4 agosto 2020
Aggiornato 22:30
Scacchi

Federazione scacchi, duello russo Kasparov-Ilyumzhinov

L'ex campione del mondo Garry Kasparov, che ha scelto la via dell'esilio dalla Russia perchè oppositore convinto del Cremlino, vuole strappare la guida della Federazione mondiale degli scacchi al multimiliardario Kirsan Ilyumzhinov, in sella dal 1995, presidente della repubblica russa della Calmucchia dal 1993 al 2010, buon amico di Vladimir Putin, nonchè noto alle cronache per la sua avventura co

MOSCA - Mentre a Tromso, in Norvegia, sono in corso le olimpiadi di scacchi, a margine della competizione che chiude giovedì si gioca un'altra serrata partita, che ha un colore decisamente politico. L'ex campione del mondo Garry Kasparov, che ha scelto la via dell'esilio dalla Russia perchè oppositore convinto del Cremlino, vuole strappare la guida della Federazione mondiale degli scacchi al multimiliardario Kirsan Ilyumzhinov, in sella dal 1995, presidente della repubblica russa della Calmucchia dal 1993 al 2010, buon amico di Vladimir Putin, nonchè noto alle cronache per la sua avventura con gli alieni che l'avrebbero rapito sulla loro astronave.

Kasparov, 51 anni, accusa Ilyumzhinov, 52 di essere troppo vicino a Putin e di aver gestito per 19 anni la Federazione con un metodo fatto di «abusi e favoritismi». «Ogni ambasciata russa nel mondo è stata mobilitata a sostegno di Ilyumzhinov, per mantenerlo in carica» ha detto Kasparov al quotidiano norvegese Norwegian newspaper Dagbladet. «Non ha a che fare con gli scacchi, è una lotta puramente politica».

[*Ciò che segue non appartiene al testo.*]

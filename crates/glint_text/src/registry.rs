//! Font handle registry
//!
//! Maps [`FontKey`]s to stable [`FontHandle`]s. The first request for a key
//! asks the raster backend to resolve the font; later requests are a hash
//! lookup. Failed lookups are remembered so a missing family is only
//! reported once.

use crate::backend::{FaceId, RasterBackend};
use crate::font::{FontHandle, FontKey};
use crate::{Result, TextError};
use rustc_hash::FxHashMap;

/// A font the backend managed to resolve
#[derive(Debug, Clone)]
pub struct RegisteredFont {
    pub key: FontKey,
    /// Cache-key discriminant, see [`FontKey::content_hash`]
    pub hash: u32,
    /// Backend-side face; `None` after a reload the backend could not satisfy
    pub face: Option<FaceId>,
}

/// Registry of resolved fonts for one text drawer
#[derive(Debug, Default)]
pub struct FontHandleRegistry {
    /// Resolved fonts, indexed by `FontHandle::index`
    fonts: Vec<RegisteredFont>,
    /// Key lookup (Some = resolved, None = backend could not satisfy it)
    handles: FxHashMap<FontKey, Option<FontHandle>>,
}

impl FontHandleRegistry {
    pub fn new() -> Self {
        Self::default()
    }

    /// Resolve a key, asking the backend on first use
    pub fn resolve(
        &mut self,
        key: FontKey,
        dpi_scale: f32,
        backend: &mut dyn RasterBackend,
    ) -> Result<FontHandle> {
        if let Some(cached) = self.handles.get(&key) {
            return cached.ok_or_else(|| {
                TextError::FontNotFound(format!(
                    "{} (size={}, flags={:?}) not found (cached)",
                    key.name, key.size, key.flags
                ))
            });
        }

        match backend.load_font(&key, dpi_scale) {
            Ok(face) => {
                let handle = FontHandle::from_index(self.fonts.len());
                let hash = key.content_hash();
                tracing::debug!(
                    "Registered font {} size={} flags={:?} as handle {} (hash {:08x})",
                    key.name,
                    key.size,
                    key.flags,
                    handle.get(),
                    hash
                );
                self.fonts.push(RegisteredFont {
                    key: key.clone(),
                    hash,
                    face: Some(face),
                });
                self.handles.insert(key, Some(handle));
                Ok(handle)
            }
            Err(e) => {
                tracing::warn!(
                    "Font {} (size={}, flags={:?}) could not be resolved: {}",
                    key.name,
                    key.size,
                    key.flags,
                    e
                );
                self.handles.insert(key, None);
                Err(e)
            }
        }
    }

    /// Look up a handle previously returned by this registry
    pub fn get(&self, handle: FontHandle) -> Option<&RegisteredFont> {
        self.fonts.get(handle.index())
    }

    pub fn len(&self) -> usize {
        self.fonts.len()
    }

    pub fn is_empty(&self) -> bool {
        self.fonts.is_empty()
    }

    /// Re-resolve every registered font after the backend dropped its faces
    /// (DPI change). Handles and hashes stay valid. A font that fails to
    /// reload loses its face, since the old id may now name another font.
    pub fn reload(&mut self, dpi_scale: f32, backend: &mut dyn RasterBackend) {
        for font in &mut self.fonts {
            font.face = match backend.load_font(&font.key, dpi_scale) {
                Ok(face) => Some(face),
                Err(e) => {
                    tracing::warn!("Failed to reload font {}: {}", font.key.name, e);
                    None
                }
            };
        }
    }
}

Ilyumzhinov, ha raccontato di essere stato rapito da un'astronave aliena, i cui occupanti avrebbero comunicato telepaticamente con lui e l'avrebbero portato su un altro pianeta, prima di riportarlo in Calmucchia. Nella Federazione c'è chi dice che queste sue dichiarazioni hanno allontanato gli sponsor dal gioco, ma non solo. L'uomo è sotto accusa anche per aver intrattenuto ottimi rapporti con dittatori come Saddam Hussein e Muammar Gaddafi.

In una recente intervista al New York Times Ilyumzhinov ha detto: «gli scacchi sono oltre la politica. Ecco perchè Kasparov è così pericoloso. Ecco perchè è necessario combatterlo. E' questo ciò di cui ha paura il mondo degli scacchi: che Kasparov cominci a mescolare scacchi e politica».